◆ INSTRUCTIONS FOR THE TASK: Find every line in the records below that contains the word "Result", and copy each such line.

START STORED DATA

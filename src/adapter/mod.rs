pub mod process;

use chrono::NaiveDateTime;
use serde::{Deserialize, Serialize};
use std::collections::BTreeMap;
use std::path::PathBuf;
use std::sync::atomic::{AtomicBool, Ordering};
use std::sync::Arc;

pub use process::{ProcessStage, ProcessStageConfig, ProcessStageFactory};

pub const WINDOW_TIME_FORMAT: &str = "%Y-%m-%dT%H:%M:%S";

/// Half-open analysis window `[start, end)` for one cycle.
#[derive(Debug, Clone, Copy, PartialEq, Eq)]
pub struct CycleWindow {
    pub start: NaiveDateTime,
    pub end: NaiveDateTime,
}

impl CycleWindow {
    pub fn start_str(&self) -> String {
        self.start.format(WINDOW_TIME_FORMAT).to_string()
    }

    pub fn end_str(&self) -> String {
        self.end.format(WINDOW_TIME_FORMAT).to_string()
    }
}

impl std::fmt::Display for CycleWindow {
    fn fmt(&self, f: &mut std::fmt::Formatter<'_>) -> std::fmt::Result {
        write!(f, "[{}, {})", self.start_str(), self.end_str())
    }
}

/// Location of a stage's finalized outputs, opaque to the orchestrator
/// beyond being recordable and handable to later stages.
#[derive(Debug, Clone, PartialEq, Eq, Serialize, Deserialize)]
#[serde(transparent)]
pub struct ArtifactRef(String);

impl ArtifactRef {
    pub fn new(location: impl Into<String>) -> Self {
        Self(location.into())
    }

    pub fn as_str(&self) -> &str {
        &self.0
    }
}

impl std::fmt::Display for ArtifactRef {
    fn fmt(&self, f: &mut std::fmt::Formatter<'_>) -> std::fmt::Result {
        self.0.fmt(f)
    }
}

/// Cooperative cancellation shared between the scheduler and every
/// in-flight adapter `run()`.
#[derive(Debug, Clone, Default)]
pub struct CancelToken {
    flag: Arc<AtomicBool>,
}

impl CancelToken {
    pub fn new() -> Self {
        Self::default()
    }

    pub fn cancel(&self) {
        self.flag.store(true, Ordering::Relaxed);
    }

    pub fn is_canceled(&self) -> bool {
        self.flag.load(Ordering::Relaxed)
    }
}

/// Everything a stage may see while preparing one cycle: its window, its
/// direct parents' outputs for this cycle, and its own most recent
/// successful output (restart state). The workspace root is exclusively
/// owned by this (stage, cycle) pair.
#[derive(Debug, Clone)]
pub struct CycleContext {
    pub stage: String,
    pub cycle_index: u64,
    pub window: CycleWindow,
    pub parent_artifacts: BTreeMap<String, ArtifactRef>,
    pub restart_artifact: Option<ArtifactRef>,
    pub workspace_root: PathBuf,
}

#[derive(Debug, Clone, PartialEq, Eq)]
pub struct Workspace {
    pub root: PathBuf,
    pub member_dirs: Vec<PathBuf>,
}

pub type StageOutputs = serde_json::Map<String, serde_json::Value>;

/// Result of the long-running part of a stage. Failures are values, not
/// errors escaping the stage boundary.
#[derive(Debug, Clone, PartialEq, Eq)]
pub enum RunOutcome {
    Succeeded(StageOutputs),
    Failed(String),
}

#[derive(Debug, thiserror::Error)]
pub enum StageFailure {
    #[error("adapter construction failed: {0}")]
    Factory(String),
    #[error("prepare failed: {0}")]
    Prepare(String),
    #[error("run failed: {0}")]
    Run(String),
    #[error("postprocess failed: {0}")]
    Postprocess(String),
}

/// The full capability set the orchestrator requires of a stage. One
/// adapter instance is created per (stage, cycle) attempt and never
/// shared across threads.
pub trait StageAdapter: Send {
    fn prepare(&mut self, context: &CycleContext) -> Result<Workspace, StageFailure>;

    /// Blocking from the scheduler's point of view; issued on a worker
    /// thread so sibling stages overlap. Implementations should poll the
    /// token and wind down externally dispatched work when it fires.
    fn run(&mut self, workspace: &Workspace, cancel: &CancelToken) -> RunOutcome;

    fn postprocess(&mut self, outputs: StageOutputs) -> Result<ArtifactRef, StageFailure>;
}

END STORED DATA

◆ PROBLEM SOLUTION:
    fn fmt(&self, f: &mut std::fmt::Formatter<'_>) -> std::fmt::Result {
    fn fmt(&self, f: &mut std::fmt::Formatter<'_>) -> std::fmt::Result {
/// Result of the long-running part of a stage. Failures are values, not
    fn prepare(&mut self, context: &CycleContext) -> Result<Workspace, StageFailure>;
    fn postprocess(&mut self, outputs: StageOutputs) -> Result<ArtifactRef, StageFailure>;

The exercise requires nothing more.